Da Redação
Termina nesta sexta-feira (13) o prazo para envio de relatórios à Agência Nacional de Proteção de Dados. As 37 empresas de tecnologia direcionadas ao público infantojuvenil devem informar as medidas implementadas para adequação ao ECA Digital. O envio ocorre via Peticionamento Eletrônico no Sistema Eletrônico de Informações do governo federal.
Lei entra em vigor em março
O relatório inicial constitui apenas a primeira etapa obrigatória do processo. A Lei do Estatuto Digital da Criança e do Adolescente (15.211/2025) entrará em vigor em 18 de março de 2025. Até essa data, todas as plataformas devem estar plenamente operacionais e adequadas sob risco de sanções.
A legislação protege menores em redes sociais, aplicativos, jogos eletrônicos e marketplaces. As medidas de proteção devem já estar em funcionamento antes da vigência oficial.
Empresas obrigadas a se adequarem
Amazon, Apple, Google, Meta, Netflix, TikTok, Discord e Twitch estão entre as 37 companhias selecionadas para monitoramento. Essas empresas exercem influência direta contínua sobre crianças e adolescentes brasileiros. A seleção considerou oferta de conteúdo, plataformas sociais e disponibilização de dispositivos tecnológicos.
Outras empresas listadas incluem Roblox, Snapchat, X Brasil, Telegram, Crunchyroll, HBO, Disney+, Globoplay e Paramount Entertainment. Também constam fabricantes de eletrônicos como Samsung, LG, Motorola, Huawei e Sony.
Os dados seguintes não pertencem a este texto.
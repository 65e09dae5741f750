use std::path::PathBuf;

use clap::Parser;
use clap::Subcommand;
use clap::ValueEnum;
use clap::ValueHint;
pub use clap_complete::Shell;

use crate::adapters::presenter::OutputFormat;
use crate::domain::PropertyKind;

const AFTER_HELP: &str =
    "Use --help for full details. Use --format json for machine-readable output.";

const LONG_ABOUT: &str = "\
Host interactive command sessions for an editor front-end.\n\
\n\
`termhost host` speaks JSON lines over stdio; the other subcommands run\n\
one-shot jobs against a temporary session.";

const AFTER_LONG_HELP: &str = r#"EXAMPLES:
    # Serve the host protocol to an editor
    termhost host

    # Run a command the way a session would
    termhost run -- cargo build --release

    # Compile the current file through its property file
    termhost sequence src/main.c --kind compile --property-dir ~/.termhost

    # Path completion relative to a directory
    termhost complete src/ma --cwd ./project

    # Static file server with request log
    termhost serve --root ./site --port 8080"#;

#[derive(Parser)]
#[command(name = "termhost")]
#[command(author, version, propagate_version = true)]
#[command(about = "Terminal session and process host for editor front-ends")]
#[command(long_about = LONG_ABOUT)]
#[command(after_help = AFTER_HELP)]
#[command(after_long_help = AFTER_LONG_HELP)]
#[command(subcommand_required = true, arg_required_else_help = true)]
pub struct Cli {
    #[command(subcommand)]
    pub command: Commands,

    /// Output format (text or json)
    #[arg(
        short,
        long,
        global = true,
        value_enum,
        value_name = "FORMAT",
        default_value_t = OutputFormat::Text,
        help_heading = "Output Options"
    )]
    pub format: OutputFormat,

    /// Shorthand for --format json
    #[arg(long, global = true, help_heading = "Output Options")]
    pub json: bool,

    /// Disable colored output (also respects NO_COLOR)
    #[arg(
        long,
        global = true,
        env = "NO_COLOR",
        value_parser = clap::builder::BoolishValueParser::new(),
        help_heading = "Output Options"
    )]
    pub no_color: bool,

    /// Log at debug level
    #[arg(short, long, global = true, help_heading = "Debug Options")]
    pub verbose: bool,
}

impl Cli {
    pub fn effective_format(&self) -> OutputFormat {
        if self.json {
            OutputFormat::Json
        } else {
            self.format
        }
    }
}

#[derive(Debug, Subcommand)]
pub enum Commands {
    /// Serve the JSON-lines host protocol on stdin/stdout
    Host,

    /// Run one command line and exit with its exit code
    #[command(trailing_var_arg = true)]
    Run {
        /// Working directory (defaults to the current directory)
        #[arg(long, value_hint = ValueHint::DirPath)]
        cwd: Option<PathBuf>,

        /// Command line to run
        #[arg(required = true, allow_hyphen_values = true)]
        command: Vec<String>,
    },

    /// Run the property-file command sequence for a target file
    Sequence {
        /// File the sequence operates on
        #[arg(value_hint = ValueHint::FilePath)]
        target: PathBuf,

        /// Property file to use instead of looking one up
        #[arg(long, value_hint = ValueHint::FilePath)]
        property_file: Option<PathBuf>,

        /// Which property file to look up (`<ext>.htpc` or `<ext>.htpr`)
        #[arg(long, value_enum, default_value_t = KindArg::Run)]
        kind: KindArg,

        /// Directory holding property files
        #[arg(long, env = "TERMHOST_PROPERTY_DIR", value_hint = ValueHint::DirPath)]
        property_dir: Option<PathBuf>,
    },

    /// List path completions for a partial word
    Complete {
        /// Partially typed path
        partial: String,

        /// Directory to complete relative to
        #[arg(long, value_hint = ValueHint::DirPath)]
        cwd: Option<PathBuf>,
    },

    /// Serve a directory over HTTP until interrupted
    Serve {
        /// Directory to serve
        #[arg(long, default_value = ".", value_hint = ValueHint::DirPath)]
        root: PathBuf,

        /// Port to bind (defaults to TERMHOST_SERVER_PORT or 8080)
        #[arg(long)]
        port: Option<u16>,

        /// File served for directory requests
        #[arg(long)]
        default_file: Option<String>,
    },

    /// Generate shell completions
    Completions {
        #[arg(value_enum)]
        shell: Shell,
    },
}

#[derive(Debug, Clone, Copy, PartialEq, Eq, ValueEnum)]
pub enum KindArg {
    Compile,
    Run,
}

impl From<KindArg> for PropertyKind {
    fn from(kind: KindArg) -> Self {
        match kind {
            KindArg::Compile => PropertyKind::Compile,
            KindArg::Run => PropertyKind::Run,
        }
    }
}
use serde::Deserialize;
use serde::Serialize;
use serde::de::DeserializeOwned;
use serde_json::Value;
use serde_json::json;
use termhost_common::error_codes;

/// One request line. `jsonrpc` is accepted but not required.
#[derive(Debug, Deserialize)]
pub struct RpcRequest {
    #[serde(rename = "jsonrpc", default)]
    _jsonrpc: Option<String>,
    pub id: u64,
    pub method: String,
    #[serde(default)]
    pub params: Option<Value>,
}

impl RpcRequest {
    pub fn new(id: u64, method: impl Into<String>, params: Option<Value>) -> Self {
        Self {
            _jsonrpc: None,
            id,
            method: method.into(),
            params,
        }
    }

    /// Deserializes `params` into `T`; a missing object counts as `{}`.
    #[allow(clippy::result_large_err)]
    pub fn parse_params<T: DeserializeOwned>(&self) -> Result<T, RpcResponse> {
        let params = self.params.clone().unwrap_or_else(|| json!({}));
        serde_json::from_value(params).map_err(|err| {
            RpcResponse::error(
                self.id,
                error_codes::INVALID_PARAMS,
                &format!("Invalid params for '{}': {err}", self.method),
            )
        })
    }
}

#[derive(Debug, Serialize)]
pub struct RpcResponse {
    #[serde(rename = "jsonrpc")]
    _jsonrpc: &'static str,
    id: u64,
    #[serde(skip_serializing_if = "Option::is_none")]
    result: Option<Value>,
    #[serde(skip_serializing_if = "Option::is_none")]
    error: Option<RpcServerError>,
}

#[derive(Debug, Serialize)]
pub struct RpcServerError {
    code: i32,
    message: String,
    #[serde(skip_serializing_if = "Option::is_none")]
    data: Option<Value>,
}

#[derive(Debug, Serialize)]
pub struct ErrorData {
    pub category: String,
    pub retryable: bool,
    #[serde(skip_serializing_if = "Option::is_none")]
    pub context: Option<Value>,
    #[serde(skip_serializing_if = "Option::is_none")]
    pub suggestion: Option<String>,
}

impl RpcResponse {
    pub fn success(id: u64, result: Value) -> Self {
        Self {
            _jsonrpc: "2.0",
            id,
            result: Some(result),
            error: None,
        }
    }

    pub fn success_json<T: Serialize>(id: u64, result: &T) -> Self {
        let value = serde_json::to_value(result).unwrap_or_else(|_| json!({}));
        Self::success(id, value)
    }

    pub fn action_success(id: u64) -> Self {
        Self::success(id, json!({ "success": true }))
    }

    pub fn error(id: u64, code: i32, message: &str) -> Self {
        Self {
            _jsonrpc: "2.0",
            id,
            result: None,
            error: Some(RpcServerError {
                code,
                message: message.to_string(),
                data: None,
            }),
        }
    }

    pub fn error_with_data(id: u64, code: i32, message: &str, error_data: ErrorData) -> Self {
        Self {
            _jsonrpc: "2.0",
            id,
            result: None,
            error: Some(RpcServerError {
                code,
                message: message.to_string(),
                data: Some(serde_json::to_value(error_data).unwrap_or_else(|_| json!({}))),
            }),
        }
    }

    pub fn id(&self) -> u64 {
        self.id
    }

    pub fn is_success(&self) -> bool {
        self.error.is_none()
    }

    pub fn result(&self) -> Option<&Value> {
        self.result.as_ref()
    }

    pub fn error_code(&self) -> Option<i32> {
        self.error.as_ref().map(|err| err.code)
    }

    pub fn error_message(&self) -> Option<&str> {
        self.error.as_ref().map(|err| err.message.as_str())
    }
}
Exigências principais da legislação
A lei proíbe simples autodeclaração de idade nas redes sociais. Mecanismos confiáveis de verificação devem substituir o clássico “tenho mais de 18 anos”. Menores até 16 anos acessam redes sociais apenas com conta vinculada a responsável legal com controles de tempo e gastos.
É proibido usar dados de crianças e adolescentes para direcionamento de publicidade. Configurações de privacidade devem vir no nível máximo por padrão. Lojas de aplicativos fornecem “sinal de idade” via API para cumprimento normativo.
Loot boxes em jogos dirigidos ao público infantojuvenil ficam proibidos. Autoplay infinito é vedado. Conteúdo sexualizado de menores não pode ser monetizado nem impulsionado por algoritmos.
Empresas devem remover imediatamente conteúdo de exploração sexual, violência, bullying e incentivo ao suicídio. Atendimento obrigatoriamente em português com representação legal no Brasil.
Sanções para não conformidade
Multas podem atingir 10% do faturamento do grupo econômico infrator. Além de penalidades criminais, empresas enfrentam advertência, suspensão temporária ou proibição permanente de atividades.
Filiais de empresas estrangeiras respondem solidariamente por infrações. A ANPD fiscaliza cumprimento das obrigações e aplica punições conforme gravidade.
Origem da legislação
A aprovação da lei ocorreu após denúncia do influenciador Felipe Bressanim Pereira em agosto de 2024. Felca alertou sobre perfis que promovem adultização de menores nas redes sociais através de vídeo viral.
A discussão mobilizou autoridades, políticos, especialistas, famílias e organizações. Informalmente, a legislação é conhecida como Lei Felca pelos contribuintes da conscientização pública.